St. Irenaeus (2nd cenutry C.E. – c. 202) was Bishop of Lugdunum in Gaul, then a part of the Roman Empire (now Lyon, France). He was an early church father and apologist, and his writings were formative in the early development of Christian theology. Irenaeus' best-known book, Adversus Haereses or Against Heresies (c. 180) is a detailed attack on Gnosticism, which was then a serious threat to the Church, and especially on the system of the Gnostic Valentinus.

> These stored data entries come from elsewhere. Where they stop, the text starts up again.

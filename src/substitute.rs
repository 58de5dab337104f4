use crate::util::FUNCTIONS;
use log::debug;
use std::collections::{HashMap, HashSet};

/// Values for the variables of a formula, by name
pub type VariableMap = HashMap<String, f64>;

/// Iterator over the maximal runs of ASCII letters in a text, yielding the
/// byte offset and the run itself
struct LetterRuns<'a> {
    text: &'a str,
    position: usize,
}

impl<'a> Iterator for LetterRuns<'a> {
    type Item = (usize, &'a str);

    fn next(&mut self) -> Option<Self::Item> {
        let rest = &self.text[self.position..];
        let start = self.position + rest.find(|c: char| c.is_ascii_alphabetic())?;
        let len = self.text[start..]
            .find(|c: char| !c.is_ascii_alphabetic())
            .unwrap_or(self.text.len() - start);
        self.position = start + len;
        Some((start, &self.text[start..start + len]))
    }
}

fn letter_runs(text: &str) -> LetterRuns {
    LetterRuns { text, position: 0 }
}

/// A run is in function-call position when it is a reserved function name
/// directly followed by `(`
fn is_function_call(text: &str, name: &str, end: usize) -> bool {
    FUNCTIONS.contains_key(name) && text[end..].starts_with('(')
}

/// Replace every variable reference in `formula` by the decimal text of its
/// value.
///
/// Reserved function names directly followed by `(` are kept as they are.
/// Any other run of letters is looked up in `variables`, and replaced by `0`
/// when missing. A function name without an opening parenthesis right after
/// it is a plain variable reference.
///
/// # Examples
///
/// ```
/// # use formulator::{substitute, VariableMap};
/// let mut variables = VariableMap::new();
/// variables.insert("x".into(), 2.5);
/// assert_eq!(substitute("sin(x) + y", &variables), "sin(2.5) + 0");
/// assert_eq!(substitute("sin + 1", &variables), "0 + 1");
/// ```
#[must_use]
pub fn substitute(formula: &str, variables: &VariableMap) -> String {
    let mut output = String::with_capacity(formula.len());
    let mut last = 0;
    for (start, name) in letter_runs(formula) {
        let end = start + name.len();
        output.push_str(&formula[last..start]);
        if is_function_call(formula, name, end) {
            output.push_str(name);
        } else if let Some(value) = variables.get(name) {
            output.push_str(&value.to_string());
        } else {
            output.push('0');
        }
        last = end;
    }
    output.push_str(&formula[last..]);
    debug!("substituted {:?} into {:?}", formula, output);
    output
}

/// Get the names of the variables referenced by `formula`, without
/// duplicates and in order of first appearance. Reserved function names in
/// function-call position are not variables.
///
/// # Examples
///
/// ```
/// # use formulator::variables;
/// assert_eq!(variables("a * log(b + a) - log"), vec!["a", "b", "log"]);
/// ```
#[must_use]
pub fn variables(formula: &str) -> Vec<&str> {
    let mut seen = HashSet::new();
    letter_runs(formula)
        .filter(|&(start, name)| !is_function_call(formula, name, start + name.len()))
        .map(|(_, name)| name)
        .filter(|name| seen.insert(*name))
        .collect()
}

/// Get the variables referenced by `formula` that have no value in
/// `variables`. These evaluate as `0`.
#[must_use]
pub fn missing_variables<'a>(formula: &'a str, variables: &VariableMap) -> Vec<&'a str> {
    self::variables(formula)
        .into_iter()
        .filter(|name| !variables.contains_key(*name))
        .collect()
}

#[cfg(test)]
mod tests {
    use super::*;
    use test_case::test_case;

    fn context() -> VariableMap {
        let mut variables = VariableMap::new();
        variables.insert("x".into(), 5.0);
        variables.insert("rate".into(), 0.25);
        variables.insert("neg".into(), -3.0);
        variables.insert("sin".into(), 7.0);
        variables
    }

    #[test_case("2 * x" => "2 * 5" ; "variable is replaced")]
    #[test_case("x*rate" => "5*0.25" ; "fractional value")]
    #[test_case("y + 1" => "0 + 1" ; "unset variable is zero")]
    #[test_case("cos(x)" => "cos(5)" ; "function call is kept")]
    #[test_case("sin(x)" => "sin(5)" ; "function call wins over variable")]
    #[test_case("sin + 1" => "7 + 1" ; "function name without parenthesis is a variable")]
    #[test_case("tan (1)" => "0 (1)" ; "space breaks the call position")]
    #[test_case("foo(2)" => "0(2)" ; "unknown call is a variable")]
    #[test_case("X + x" => "0 + 5" ; "names are case sensitive")]
    #[test_case("x2x" => "525" ; "digits split letter runs")]
    #[test_case("neg" => "-3" ; "negative value keeps its sign")]
    #[test_case("" => "" ; "empty formula")]
    #[test_case("1 + 2" => "1 + 2" ; "no letters")]
    fn substitution(formula: &str) -> String {
        substitute(formula, &context())
    }

    #[test]
    fn detect() {
        assert_eq!(variables("2 * x + y * x"), vec!["x", "y"]);
        assert_eq!(variables("sin(a) + cos(b)"), vec!["a", "b"]);
        assert_eq!(variables("tan + tan(1)"), vec!["tan"]);
        assert!(variables("1 + 2").is_empty());
    }

    #[test]
    fn missing() {
        assert_eq!(missing_variables("x + y + rate + z", &context()), vec!["y", "z"]);
        assert!(missing_variables("x * log(x)", &context()).is_empty());
    }
}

The concluding book of Irenaeus's Adversus Haereses continues his sustained attack on the so-called Gnostics and also provides a robust defense of the doctrines of Christ's incarnation and resurrection. In the course of his argumentation, Irenaeus delivers orthodox teachings on flesh, the soul, life and death, the typology of Eve, the stratagems of the devil, the coming of the antichrist, the resurrection of all flesh, and the final judgment. In the final five chapters Irenaeus advances a millenarian position on the end times, noting that the passages from Isaiah and Ezekiel that illustrate the flourishing of the just seem to precede the judgment (cf. how the final verse of Isaiah comes after the numerous final eschatological passages, or, how the thousand years of Revelation 20 precedes the descent of Jerusalem in Revelation 21). In this, Irenaeus and the other early Christian writers who advanced a chialist view, such as Hippolytus, have been controversial. Much ink has been spilled on this, so I'll move on to some of my reflections on this book as well as the entire work.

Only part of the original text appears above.